HMGB1 binds TFO-directed ICLs in human cells. (A) Schematic representation of the pSupFG1 plasmid containing the TFO pAG30-binding site within the supF gene. P1 and P2 indicate the locations of the forward and reverse primers proximal to the ICL; P3 and P4 indicate the locations of the control distal primer set. (B) Left panel, plasmid pSupFG1 (P) alone or pSupFG1 incubated with pAG30 and then irradiated with UVA at 1.8 J/cm² (P-ICL) were resolved by 1% alkaline agarose gel electrophoresis to determine the efficiency of ICL formation (indicated by the black arrow). Right panel, quantification of three gels indicated that an average of ∼70% of the plasmid substrates contained TFO-directed ICLs. Error bars represent ± standard deviation (SD). (C) Western blot demonstrating the efficiency of HMGB1 depletion at 24 and 96 h (4 days) after siRNA treatment in U2OS cells. (D) PCR analysis of ChIP assays from U2OS cells demonstrated an enrichment of HMGB1 at the TFO-directed psoralen ICL region with proximal primers P1 and P2 (top panel) and distal control primers P3 and P4 (bottom panel).

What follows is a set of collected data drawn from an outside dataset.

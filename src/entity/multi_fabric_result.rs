//! Multi-fabric result entity for SeaORM.

use sea_orm::entity::prelude::*;

#[derive(Clone, Debug, PartialEq, DeriveEntityModel)]
#[sea_orm(table_name = "multi_fabric_results")]
pub struct Model {
    #[sea_orm(primary_key, auto_increment = false)]
    pub id: Uuid,
    pub job_id: Uuid,
    pub user_id: Uuid,
    pub label: String,
    pub color_variant: Option<String>,
    pub generated_image_url: Option<String>,
    pub caption_english: Option<String>,
    pub caption_hindi: Option<String>,
    /// generating, completed, failed
    pub status: String,
    pub error_message: Option<String>,
    pub created_at: DateTimeUtc,
}

#[derive(Copy, Clone, Debug, EnumIter, DeriveRelation)]
pub enum Relation {
    #[sea_orm(
        belongs_to = "super::multi_fabric_job::Entity",
        from = "Column::JobId",
        to = "super::multi_fabric_job::Column::Id",
        on_delete = "Cascade"
    )]
    Job,
}

impl Related<super::multi_fabric_job::Entity> for Entity {
    fn to() -> RelationDef {
        Relation::Job.def()
    }
}

impl ActiveModelBehavior for ActiveModel {}
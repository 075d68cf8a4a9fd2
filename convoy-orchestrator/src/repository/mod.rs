//! Repository Module
//!
//! Data access layer for the orchestrator.
//! Storage sits behind traits so the ledger can run on Postgres or in memory.

mod machine_state;
mod memory;
mod task;

// Re-export traits
pub use machine_state::MachineStateRepository;
pub use task::TaskRepository;

// Re-export implementations
pub use machine_state::PgMachineStateRepository;
pub use memory::{InMemoryMachineStateRepository, InMemoryTaskRepository};
pub use task::PgTaskRepository;
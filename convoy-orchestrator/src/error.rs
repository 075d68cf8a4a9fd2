//! Orchestrator error types

use convoy_core::domain::lifecycle::TransitionError;
use convoy_ssh::RemoteError;
use thiserror::Error;

pub type Result<T> = std::result::Result<T, OrchestratorError>;

#[derive(Debug, Error)]
pub enum OrchestratorError {
    /// Request rejected before any remote work was attempted
    #[error("Validation failed: {0}")]
    Validation(String),

    #[error("{entity} {id} not found")]
    NotFound { entity: &'static str, id: String },

    #[error(transparent)]
    Remote(#[from] RemoteError),

    /// A remote command ran and reported failure
    #[error("Step {step} failed with exit code {exit_code}: {stderr}")]
    CommandFailure {
        step: String,
        exit_code: i32,
        stderr: String,
    },

    #[error("Ledger error: {0}")]
    Ledger(#[from] sqlx::Error),

    #[error("Ledger unavailable: {0}")]
    LedgerUnavailable(String),

    /// Aggregated failure of a background operation
    #[error("Failed to {operation} {entity} {id}: {cause}")]
    OperationFailed {
        entity: &'static str,
        id: String,
        operation: String,
        cause: String,
    },

    #[error("I/O error: {0}")]
    Io(#[from] std::io::Error),

    #[error("Invalid inventory {path}: {reason}")]
    Inventory { path: String, reason: String },
}

impl OrchestratorError {
    pub fn not_found(entity: &'static str, id: impl ToString) -> Self {
        Self::NotFound {
            entity,
            id: id.to_string(),
        }
    }

    /// Whether the error comes from the task ledger rather than a machine
    pub fn is_ledger(&self) -> bool {
        matches!(self, Self::Ledger(_) | Self::LedgerUnavailable(_))
    }
}

impl From<TransitionError> for OrchestratorError {
    fn from(err: TransitionError) -> Self {
        Self::Validation(err.to_string())
    }
}
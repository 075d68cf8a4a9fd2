//! Convoy SSH Executor
//!
//! Runs shell commands on remote machines over SSH and classifies the outcome.
//!
//! This crate is the only place that knows about the transport. The orchestrator
//! drives machines through the [`RemoteExecutor`] trait, which makes it easy to
//! substitute a scripted executor in tests.
//!
//! # Example
//!
//! ```no_run
//! use convoy_ssh::{MachineTarget, RemoteExecutor, SshExecutor};
//! use std::time::Duration;
//!
//! #[tokio::main]
//! async fn main() -> convoy_ssh::Result<()> {
//!     let executor = SshExecutor::default();
//!     let target = MachineTarget::with_password(1, "10.0.0.5", "ops", "secret").resolve()?;
//!
//!     let output = executor
//!         .execute(&target, "uname -a", Duration::from_secs(30))
//!         .await?;
//!
//!     println!("{}", output.stdout);
//!     Ok(())
//! }
//! ```

pub mod error;
mod executor;
mod ssh;
mod target;

pub use error::{RemoteError, Result};
pub use executor::{CommandOutput, PROBE_TIMEOUT, RemoteExecutor};
pub use ssh::{SshConfig, SshExecutor};
pub use target::{AuthMethod, MachineTarget, PrivateKey, ResolvedTarget};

Lane 1, 100 bp ladder; lane 2, control plasmid (P); lane 3, ICL-containing plasmid (P-ICL). Lanes 4 and 5 are similar to lanes 2 and 3, respectively, but following siRNA-mediated depletion of HMGB1 from U2OS cells. Lanes 6, 7, 8 and 9 are IgG controls for lanes 2, 3, 4 and 5, respectively. Lanes 10–13 represent 2% input, lane 14 is a no template PCR control. (E) Quantification of PCR amplification from C indicated greater than three-fold enrichment of HMGB1 on the ICL-containing plasmid (P-ICL) compared to the control plasmid (P), n = 4, error bar represents ± SD.